So yeah, they're great, but they're also counter-intuitive to some degree. High quality, and no tone loss, but you have to plan ahead.


----------



## devnulljp (Mar 18, 2008)

Rick31797 said:


> This remindes me of a story,,,hope i dont bore you...tested all three on the TV and seen no difference.. They took the Cables to the Market place man that is in charge of Video / sound.
> 
> He tested all 3 cables and found no signal loss.. They all preformed as well from the 12.00 to the 265.00
> ...
> ...


This has been done to death I think, but difference is digital vs. analogue. Digital either does or does not work. There is no better, just more expensive. So, if the $12 digital cable works, there's no difference from the overpriced monster cable, except in amount of cash going to the store. This is all marketing. 

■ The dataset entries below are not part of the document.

//! Unified error types for securethis.
//!
//! Every fatal condition of a scan run maps onto one [`SecureThisError`] variant.
//! The library never terminates the process; the binary decides exit codes.

use crate::config::{ModuleError, ValidationError};
use std::path::PathBuf;
use thiserror::Error;

/// Main error type for securethis operations.
#[derive(Error, Debug)]
#[non_exhaustive]
pub enum SecureThisError {
    /// No manifest file in the start directory or any ancestor
    #[error("Could not find {manifest} in {} or any parent directory", .start.display())]
    ProjectRootNotFound { start: PathBuf, manifest: String },

    /// The project config file was absent and has just been generated
    #[error(
        "A config file has been created at {}. Review it, then run the scan again.",
        .path.display()
    )]
    ConfigMissing { path: PathBuf },

    /// The project config file exists but could not be evaluated or validated
    #[error("Invalid config file {}: {source}", .path.display())]
    ConfigInvalid {
        path: PathBuf,
        #[source]
        source: ConfigInvalidKind,
    },

    /// The bundled scanner base config is unusable
    #[error("Base scanner config is unusable: {0}")]
    BaseConfig(String),

    /// The external scan process failed to start or exited non-zero
    #[error("External scan failed: {0}")]
    ScanExecution(String),

    /// IO errors with context
    #[error("IO error at {path:?}: {message}")]
    Io {
        path: Option<PathBuf>,
        message: String,
        #[source]
        source: std::io::Error,
    },
}

/// Why a project config file was rejected.
#[derive(Error, Debug)]
#[non_exhaustive]
pub enum ConfigInvalidKind {
    #[error("could not evaluate module: {0}")]
    Module(#[from] ModuleError),

    #[error("schema validation failed: {0}")]
    Schema(#[from] ValidationError),
}

// ============================================================================
// Result type alias
// ============================================================================

/// Convenient Result type for securethis operations
pub type Result<T> = std::result::Result<T, SecureThisError>;

// ============================================================================
// Error construction helpers
// ============================================================================

impl SecureThisError {
    /// Create an IO error with path context
    pub fn io(path: impl Into<PathBuf>, source: std::io::Error) -> Self {
        let message = format!("{source}");
        Self::Io {
            path: Some(path.into()),
            message,
            source,
        }
    }

    /// Create a config-invalid error for the file at `path`
    pub fn config_invalid(path: impl Into<PathBuf>, source: impl Into<ConfigInvalidKind>) -> Self {
        Self::ConfigInvalid {
            path: path.into(),
            source: source.into(),
        }
    }

    /// Create a base config error
    pub fn base_config(message: impl Into<String>) -> Self {
        Self::BaseConfig(message.into())
    }

    /// Create a scan execution error
    pub fn scan_execution(message: impl Into<String>) -> Self {
        Self::ScanExecution(message.into())
    }

    /// Whether this is the expected first-run outcome rather than a failure.
    #[must_use]
    pub const fn is_config_created(&self) -> bool {
        matches!(self, Self::ConfigMissing { .. })
    }
}

// ============================================================================
// Conversions from existing error types
// ============================================================================

impl From<std::io::Error> for SecureThisError {
    fn from(err: std::io::Error) -> Self {
        Self::Io {
            path: None,
            message: format!("{err}"),
            source: err,
        }
    }
}
//! Scan orchestration.
//!
//! Ties the pieces of one scan run together:
//! project root → config → output dir → merged scanner config → scanner →
//! result artifact.

mod artifact;
mod project;
mod runner;

pub use artifact::{
    collect_artifact, summarize, timestamped_file_name, CollectedArtifact, ScanSummary,
    NO_VULNERABILITIES_MARKER, RESULT_FILE_PREFIX,
};
pub use project::{find_project_root, DEFAULT_MANIFEST_FILE_NAME};
pub use runner::{
    DockerRunner, ScanInvocation, ScanRunner, CONTAINER_CONFIG_PATH, CONTAINER_TARGET_DIR,
    DEFAULT_DOCKER_PROGRAM, DEFAULT_SCANNER_IMAGE,
};

use crate::config::{load_config, TypeSource};
use crate::error::{Result, SecureThisError};
use crate::merge::{prepare_merged_config, BaseConfigSource};
use serde::Serialize;
use std::path::{Component, Path, PathBuf};

/// Options for a scan run.
#[derive(Debug, Clone)]
pub struct ScanOptions {
    /// Where the project root search starts; the current directory if unset
    pub cwd: Option<PathBuf>,
    /// File that marks the project root
    pub manifest_file_name: String,
    /// Type import used if a config file has to be generated
    pub type_source: TypeSource,
    pub base_config: BaseConfigSource,
}

impl Default for ScanOptions {
    fn default() -> Self {
        Self {
            cwd: None,
            manifest_file_name: DEFAULT_MANIFEST_FILE_NAME.to_string(),
            type_source: TypeSource::default(),
            base_config: BaseConfigSource::default(),
        }
    }
}

/// Outcome of a completed scan.
#[derive(Debug, Clone, PartialEq, Eq, Serialize)]
#[serde(rename_all = "camelCase")]
pub struct ScanResult {
    /// Renamed result file; `None` when the scanner wrote none
    #[serde(skip_serializing_if = "Option::is_none")]
    pub artifact_path: Option<PathBuf>,
    pub output_dir_absolute: PathBuf,
    #[serde(skip_serializing_if = "Option::is_none")]
    pub summary: Option<ScanSummary>,
}

/// Run a full scan.
///
/// The temporary merged config is removed before this returns, on success
/// and on every error path.
pub fn run_scan<R: ScanRunner + ?Sized>(options: &ScanOptions, runner: &R) -> Result<ScanResult> {
    let start = match options.cwd {
        Some(ref cwd) => cwd.clone(),
        None => std::env::current_dir()?,
    };

    let project_root = find_project_root(&start, &options.manifest_file_name)?;
    tracing::info!("Project root found: {}", project_root.display());

    let config = load_config(&project_root, &options.type_source)?;

    let output_dir_absolute = resolve_output_dir(&project_root, &config.output_dir_relative);
    if !output_dir_absolute.exists() {
        tracing::debug!("Creating output directory: {}", output_dir_absolute.display());
    }
    std::fs::create_dir_all(&output_dir_absolute)
        .map_err(|e| SecureThisError::io(&output_dir_absolute, e))?;
    tracing::info!("Results will be saved to: {}", output_dir_absolute.display());

    let merged = prepare_merged_config(&options.base_config, &config.sast_exclude)?;

    let invocation = ScanInvocation {
        project_root: project_root.clone(),
        output_dir: output_dir_absolute.clone(),
        merged_config_path: merged.path().to_path_buf(),
    };
    // On error, `merged` is dropped here and its directory removed.
    runner.run(&invocation)?;

    let collected = collect_artifact(&output_dir_absolute, chrono::Utc::now());
    merged.close();

    let (artifact_path, summary) = match collected {
        Some(artifact) => (Some(artifact.path), artifact.summary),
        None => (None, None),
    };

    Ok(ScanResult {
        artifact_path,
        output_dir_absolute,
        summary,
    })
}

/// Join `relative` onto `root` and fold away `.` and `..` components.
fn resolve_output_dir(root: &Path, relative: &str) -> PathBuf {
    let mut resolved = PathBuf::new();
    for component in root.join(relative).components() {
        match component {
            Component::CurDir => {}
            Component::ParentDir => {
                resolved.pop();
            }
            other => resolved.push(other.as_os_str()),
        }
    }
    resolved
}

Analogue is different, you can get signal degradation--be it signal loss or interference of whatever--so there is a range of quality. I can definitely hear a difference between the extremes of a really cheap cable vs. a better quality one. But the biggest issue IMO is shielding


----------



## sproul07 (Jun 23, 2007)

I've gone through the George L's and they sounded pretty good. I'm using Evidence Audio Melody patch cables right now and I don't see myself switching anytime soon. Great sound!


----------



## Guest (Mar 28, 2008)

devnulljp said:


> This has been done to death I think, but difference is digital vs. analogue. Digital either does or does not work. There is no better, just more expensive. So, if the $12 digital cable works, there's no difference from the overpriced monster cable, except in amount of cash going to the store. This is all marketing.
> 
> Analogue is different, you can get signal degradation--be it signal loss or interference of whatever--so there is a range of quality. I can definitely hear a difference between the extremes of a really cheap cable vs. a better quality one. But the biggest issue IMO is shielding


I'm not advocating Monster Cables in any way shape or form here but I will say that your "Digital either does or does not work" statement is mostly wrong. Digital signals on cables are analog signals and are privy to all the usual problems that happen to analog signals on long wire runs (reflection at interfaces, leading edge degradation due to capacitance, amplitude degradation due to resistance, etc.).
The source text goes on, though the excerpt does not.